#### [Task brief]
Below are the records; give the number of lines in them that include the word "ElementRef", and nothing more.

#### [Supplied records]
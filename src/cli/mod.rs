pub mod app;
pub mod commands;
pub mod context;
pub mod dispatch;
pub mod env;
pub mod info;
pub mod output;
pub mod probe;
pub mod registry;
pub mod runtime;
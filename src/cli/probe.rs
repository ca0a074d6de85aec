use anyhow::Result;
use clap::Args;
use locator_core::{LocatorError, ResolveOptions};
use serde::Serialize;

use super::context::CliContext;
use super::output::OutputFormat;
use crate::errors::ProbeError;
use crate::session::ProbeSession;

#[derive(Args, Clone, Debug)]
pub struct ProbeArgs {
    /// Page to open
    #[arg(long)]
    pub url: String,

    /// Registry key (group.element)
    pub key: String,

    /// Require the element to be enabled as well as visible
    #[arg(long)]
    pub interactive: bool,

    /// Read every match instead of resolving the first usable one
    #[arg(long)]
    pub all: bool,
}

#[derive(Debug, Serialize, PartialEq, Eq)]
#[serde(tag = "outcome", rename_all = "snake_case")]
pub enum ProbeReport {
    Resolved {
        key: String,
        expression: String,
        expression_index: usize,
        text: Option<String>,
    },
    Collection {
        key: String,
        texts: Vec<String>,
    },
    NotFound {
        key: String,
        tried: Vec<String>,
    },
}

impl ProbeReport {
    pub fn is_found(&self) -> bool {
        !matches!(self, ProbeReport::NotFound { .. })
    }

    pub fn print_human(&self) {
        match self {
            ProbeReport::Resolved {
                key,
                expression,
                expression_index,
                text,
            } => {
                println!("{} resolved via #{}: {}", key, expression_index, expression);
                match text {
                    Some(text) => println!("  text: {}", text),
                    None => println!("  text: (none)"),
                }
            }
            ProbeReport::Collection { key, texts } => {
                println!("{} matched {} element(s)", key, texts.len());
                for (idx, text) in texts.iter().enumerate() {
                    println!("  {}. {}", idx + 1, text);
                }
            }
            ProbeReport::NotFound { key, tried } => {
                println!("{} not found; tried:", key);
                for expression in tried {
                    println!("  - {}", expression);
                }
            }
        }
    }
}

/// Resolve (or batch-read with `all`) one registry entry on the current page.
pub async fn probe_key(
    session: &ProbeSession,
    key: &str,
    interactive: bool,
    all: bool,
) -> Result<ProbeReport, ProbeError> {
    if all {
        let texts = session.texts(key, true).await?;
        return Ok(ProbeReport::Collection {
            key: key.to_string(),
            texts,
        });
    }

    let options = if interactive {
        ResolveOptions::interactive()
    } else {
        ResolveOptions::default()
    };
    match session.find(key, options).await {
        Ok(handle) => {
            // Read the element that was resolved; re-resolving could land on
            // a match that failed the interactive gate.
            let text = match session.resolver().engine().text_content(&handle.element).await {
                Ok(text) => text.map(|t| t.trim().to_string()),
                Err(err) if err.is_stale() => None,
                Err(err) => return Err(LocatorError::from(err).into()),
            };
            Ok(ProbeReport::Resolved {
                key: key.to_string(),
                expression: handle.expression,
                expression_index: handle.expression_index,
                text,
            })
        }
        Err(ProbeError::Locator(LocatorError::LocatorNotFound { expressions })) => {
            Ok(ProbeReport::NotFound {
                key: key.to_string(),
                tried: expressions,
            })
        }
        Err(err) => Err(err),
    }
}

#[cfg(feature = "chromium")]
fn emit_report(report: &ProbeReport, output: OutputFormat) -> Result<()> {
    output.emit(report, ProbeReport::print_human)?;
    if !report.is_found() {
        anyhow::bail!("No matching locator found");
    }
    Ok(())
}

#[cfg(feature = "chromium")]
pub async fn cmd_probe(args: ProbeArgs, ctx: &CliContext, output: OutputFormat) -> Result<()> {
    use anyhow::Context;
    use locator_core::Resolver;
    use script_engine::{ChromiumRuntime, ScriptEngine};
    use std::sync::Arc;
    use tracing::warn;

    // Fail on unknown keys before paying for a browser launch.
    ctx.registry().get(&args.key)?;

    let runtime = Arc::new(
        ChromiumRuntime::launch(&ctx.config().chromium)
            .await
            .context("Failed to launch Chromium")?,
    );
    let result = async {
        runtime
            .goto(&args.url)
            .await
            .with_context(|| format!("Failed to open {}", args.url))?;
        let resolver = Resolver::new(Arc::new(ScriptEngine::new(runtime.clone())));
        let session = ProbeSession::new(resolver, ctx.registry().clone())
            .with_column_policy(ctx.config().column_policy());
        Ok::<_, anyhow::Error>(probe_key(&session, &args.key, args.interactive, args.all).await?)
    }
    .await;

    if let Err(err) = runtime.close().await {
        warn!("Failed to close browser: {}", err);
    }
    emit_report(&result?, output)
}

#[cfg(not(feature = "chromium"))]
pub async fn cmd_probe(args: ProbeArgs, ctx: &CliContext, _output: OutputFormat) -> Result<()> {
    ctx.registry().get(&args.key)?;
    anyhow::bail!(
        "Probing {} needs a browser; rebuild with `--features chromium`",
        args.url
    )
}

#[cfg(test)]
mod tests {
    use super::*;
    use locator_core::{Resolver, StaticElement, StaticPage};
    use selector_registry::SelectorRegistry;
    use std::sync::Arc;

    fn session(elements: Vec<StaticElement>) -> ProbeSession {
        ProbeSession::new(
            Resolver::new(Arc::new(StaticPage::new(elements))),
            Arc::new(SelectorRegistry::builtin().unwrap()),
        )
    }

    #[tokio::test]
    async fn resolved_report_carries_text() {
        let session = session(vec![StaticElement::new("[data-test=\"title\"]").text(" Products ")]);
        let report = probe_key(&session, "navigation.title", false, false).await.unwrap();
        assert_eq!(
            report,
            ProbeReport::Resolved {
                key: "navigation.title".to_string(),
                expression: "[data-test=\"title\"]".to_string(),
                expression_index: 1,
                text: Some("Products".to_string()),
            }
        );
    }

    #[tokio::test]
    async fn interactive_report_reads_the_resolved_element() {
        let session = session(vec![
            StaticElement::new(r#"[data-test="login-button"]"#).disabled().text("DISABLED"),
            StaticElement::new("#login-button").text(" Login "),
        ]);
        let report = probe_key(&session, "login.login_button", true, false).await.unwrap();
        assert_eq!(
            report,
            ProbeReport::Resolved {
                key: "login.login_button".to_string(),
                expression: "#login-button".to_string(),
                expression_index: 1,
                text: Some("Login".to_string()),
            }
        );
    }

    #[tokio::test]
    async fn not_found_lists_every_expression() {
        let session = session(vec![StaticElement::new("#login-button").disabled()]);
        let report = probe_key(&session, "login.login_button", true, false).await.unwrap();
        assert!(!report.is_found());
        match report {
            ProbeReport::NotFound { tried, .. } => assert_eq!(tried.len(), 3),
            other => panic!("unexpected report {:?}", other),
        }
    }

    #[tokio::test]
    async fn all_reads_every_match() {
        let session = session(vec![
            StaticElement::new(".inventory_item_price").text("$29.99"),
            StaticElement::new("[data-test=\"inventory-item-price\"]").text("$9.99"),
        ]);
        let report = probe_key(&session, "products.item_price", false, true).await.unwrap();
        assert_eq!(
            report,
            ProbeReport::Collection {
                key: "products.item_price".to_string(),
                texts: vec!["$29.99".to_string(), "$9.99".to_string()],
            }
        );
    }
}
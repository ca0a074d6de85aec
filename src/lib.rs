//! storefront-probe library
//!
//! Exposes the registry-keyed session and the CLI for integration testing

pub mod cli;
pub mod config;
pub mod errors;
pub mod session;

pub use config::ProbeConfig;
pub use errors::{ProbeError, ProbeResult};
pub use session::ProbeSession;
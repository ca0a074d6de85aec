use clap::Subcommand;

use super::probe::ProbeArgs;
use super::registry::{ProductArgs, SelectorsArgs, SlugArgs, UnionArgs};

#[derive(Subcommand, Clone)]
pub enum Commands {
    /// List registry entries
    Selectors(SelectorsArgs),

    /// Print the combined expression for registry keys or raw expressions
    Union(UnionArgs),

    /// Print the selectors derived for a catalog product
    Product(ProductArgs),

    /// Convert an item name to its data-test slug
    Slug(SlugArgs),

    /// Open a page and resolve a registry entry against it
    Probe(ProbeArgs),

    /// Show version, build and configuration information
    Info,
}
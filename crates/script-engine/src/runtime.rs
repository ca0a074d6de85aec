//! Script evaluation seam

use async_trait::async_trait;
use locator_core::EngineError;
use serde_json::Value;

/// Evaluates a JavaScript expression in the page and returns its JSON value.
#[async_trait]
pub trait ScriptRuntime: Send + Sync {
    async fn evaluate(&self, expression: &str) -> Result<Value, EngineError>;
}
---
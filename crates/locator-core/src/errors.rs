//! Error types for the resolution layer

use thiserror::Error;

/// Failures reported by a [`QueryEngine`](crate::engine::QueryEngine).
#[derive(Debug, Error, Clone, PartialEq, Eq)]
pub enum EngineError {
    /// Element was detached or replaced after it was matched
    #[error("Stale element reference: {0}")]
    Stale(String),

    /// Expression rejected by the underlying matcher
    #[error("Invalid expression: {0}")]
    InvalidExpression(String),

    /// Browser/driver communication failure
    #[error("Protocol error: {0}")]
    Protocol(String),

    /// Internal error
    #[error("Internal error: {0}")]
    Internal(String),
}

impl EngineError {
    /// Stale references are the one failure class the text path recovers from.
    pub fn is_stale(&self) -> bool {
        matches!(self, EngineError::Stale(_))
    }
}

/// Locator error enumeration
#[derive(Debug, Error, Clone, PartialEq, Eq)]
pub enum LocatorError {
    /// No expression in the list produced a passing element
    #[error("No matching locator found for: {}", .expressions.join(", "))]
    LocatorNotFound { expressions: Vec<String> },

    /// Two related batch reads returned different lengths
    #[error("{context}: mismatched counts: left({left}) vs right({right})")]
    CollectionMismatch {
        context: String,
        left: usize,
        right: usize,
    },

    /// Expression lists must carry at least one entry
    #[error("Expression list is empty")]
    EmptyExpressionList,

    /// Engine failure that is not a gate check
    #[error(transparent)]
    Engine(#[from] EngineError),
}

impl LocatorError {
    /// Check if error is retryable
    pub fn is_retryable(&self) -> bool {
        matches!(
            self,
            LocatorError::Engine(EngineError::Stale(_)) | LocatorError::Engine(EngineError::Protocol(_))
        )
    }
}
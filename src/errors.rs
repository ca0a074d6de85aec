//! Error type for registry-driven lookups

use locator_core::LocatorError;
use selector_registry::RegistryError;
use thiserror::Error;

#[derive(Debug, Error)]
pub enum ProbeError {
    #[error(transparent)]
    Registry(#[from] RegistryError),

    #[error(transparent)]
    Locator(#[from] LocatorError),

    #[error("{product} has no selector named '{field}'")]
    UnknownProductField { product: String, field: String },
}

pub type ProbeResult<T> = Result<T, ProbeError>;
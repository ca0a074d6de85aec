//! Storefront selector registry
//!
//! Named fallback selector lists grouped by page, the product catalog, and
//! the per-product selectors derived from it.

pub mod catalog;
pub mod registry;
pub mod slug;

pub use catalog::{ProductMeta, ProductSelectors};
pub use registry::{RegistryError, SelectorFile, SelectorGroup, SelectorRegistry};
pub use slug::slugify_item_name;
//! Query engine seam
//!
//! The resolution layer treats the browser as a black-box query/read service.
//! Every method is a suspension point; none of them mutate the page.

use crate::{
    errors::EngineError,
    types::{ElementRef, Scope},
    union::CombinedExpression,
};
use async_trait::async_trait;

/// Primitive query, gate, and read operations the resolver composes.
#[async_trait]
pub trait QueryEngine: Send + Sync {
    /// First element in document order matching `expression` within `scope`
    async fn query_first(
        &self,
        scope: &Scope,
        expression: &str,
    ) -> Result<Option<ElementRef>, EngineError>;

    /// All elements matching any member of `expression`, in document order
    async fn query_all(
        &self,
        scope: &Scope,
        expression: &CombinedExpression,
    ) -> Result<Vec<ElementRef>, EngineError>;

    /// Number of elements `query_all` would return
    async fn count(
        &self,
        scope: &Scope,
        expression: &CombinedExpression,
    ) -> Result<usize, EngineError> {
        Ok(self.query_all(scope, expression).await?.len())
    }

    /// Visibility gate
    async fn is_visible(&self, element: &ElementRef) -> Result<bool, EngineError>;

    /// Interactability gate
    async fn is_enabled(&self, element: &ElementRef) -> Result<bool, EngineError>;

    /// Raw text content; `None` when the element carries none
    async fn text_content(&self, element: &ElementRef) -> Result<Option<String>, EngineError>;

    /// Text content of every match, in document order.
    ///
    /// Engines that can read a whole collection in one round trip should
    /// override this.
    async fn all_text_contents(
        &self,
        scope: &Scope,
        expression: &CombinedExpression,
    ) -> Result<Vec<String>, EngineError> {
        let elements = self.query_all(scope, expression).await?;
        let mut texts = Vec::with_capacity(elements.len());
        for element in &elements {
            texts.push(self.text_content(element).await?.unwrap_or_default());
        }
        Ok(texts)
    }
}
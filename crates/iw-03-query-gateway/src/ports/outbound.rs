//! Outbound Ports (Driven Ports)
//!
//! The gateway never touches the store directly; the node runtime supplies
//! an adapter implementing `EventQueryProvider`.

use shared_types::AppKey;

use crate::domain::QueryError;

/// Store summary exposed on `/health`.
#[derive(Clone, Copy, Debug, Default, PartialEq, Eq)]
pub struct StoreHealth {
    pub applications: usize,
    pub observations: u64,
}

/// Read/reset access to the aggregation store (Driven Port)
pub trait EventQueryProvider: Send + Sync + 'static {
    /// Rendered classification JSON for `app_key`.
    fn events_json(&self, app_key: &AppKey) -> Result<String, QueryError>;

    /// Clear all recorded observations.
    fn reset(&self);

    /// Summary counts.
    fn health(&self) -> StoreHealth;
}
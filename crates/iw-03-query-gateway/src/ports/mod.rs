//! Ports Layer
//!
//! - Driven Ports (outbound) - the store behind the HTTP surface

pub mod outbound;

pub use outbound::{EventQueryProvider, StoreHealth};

#### [Task solution]
6